0

I recently started to use numpy memmap to link an array in my project since I have a 3 dimensions tensor for a total of 133 billions values for a graph of the dataset I am using as example.

I am trying to calculate the heat kernel signature of a 5748 nodes graph (21st of DD dataset). My code to calculate the projectors (where I use memmap) is:

Path('D:/hks_temp').mkdir(parents=True, exist_ok=True)
for l, ll in enumerate(L):
    pl = np.zeros((n, n))
    for k in ll:
        pl += np.outer(evecs[:, k], evecs[:, k])
    fp = np.memmap('D:/hks_temp/{}_hks.npy'.format(l), dtype='float32', mode='w+', shape=(n, n))
    fp[:] = pl[:]
    fp.flush()

inside all the X_hks.npy there is a n by n ndarray (from the example 5748 * 5748).

Then I want all these computed arrays to form the 3 dimension tensor so I "link" (I don't know if it's the right term) them in this way:

P = np.array([None] * len(L))    # len(L) = 4043
for l in range(len(L)):
    P[l] = np.memmap('D:/hks_temp/{}_hks.npy'.format(l), dtype='float32', mode='r', shape=(n, n))
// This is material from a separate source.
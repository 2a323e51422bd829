pub mod auth;
pub mod rate_limit;
pub mod request_id;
P is used later only to do inside a cycle H = np.einsum('ijk,i->jk', P, np.exp(-unique_eval * t)).

However, that raises an error: ValueError: einstein sum subscripts string contains too many subscripts for operand 0. Since the method is correct for smaller graphs that doesn't require memmap, my thought was that P isn't well structured for numpy and I must arrange the data, maybe doing a reshape. So I tried to do a P.reshape(len(L), n, n) but it doesn't work giving ValueError: cannot reshape array of size 4043 into shape (4043,5748,5748). How can I make it work?

I already found this question but it doesn't fit this case. I think I can't store all inside one big object since it did 497GB of memmap files (126MB each). If I can do it, please tell me.

If it is impossible to do it I will reduce the use case, however I am quite interested to make it work for all the possibilities.

Ripper346
  • 662
  • 7
  • 22
  • You create `P` as an object dtype array of `len(L)` shape. It is 1d. Just because an element (or all) is 2d, does not mean you can index it as 3d. Even if you get the indexing right, you'll find that `einsum` can operate on `object` dtype. – hpaulj Feb 04 '21 at 17:41
  • @hpaulj so it's impossible in this way? I should do maybe a manual `einsum`, giving manually the indices. Totally inefficient (+ having these sizes) but doable... – Ripper346 Feb 04 '21 at 17:46
  • correction: `einsum` cannot operate on object dtype arrays. – hpaulj Feb 04 '21 at 17:59

0 Answers0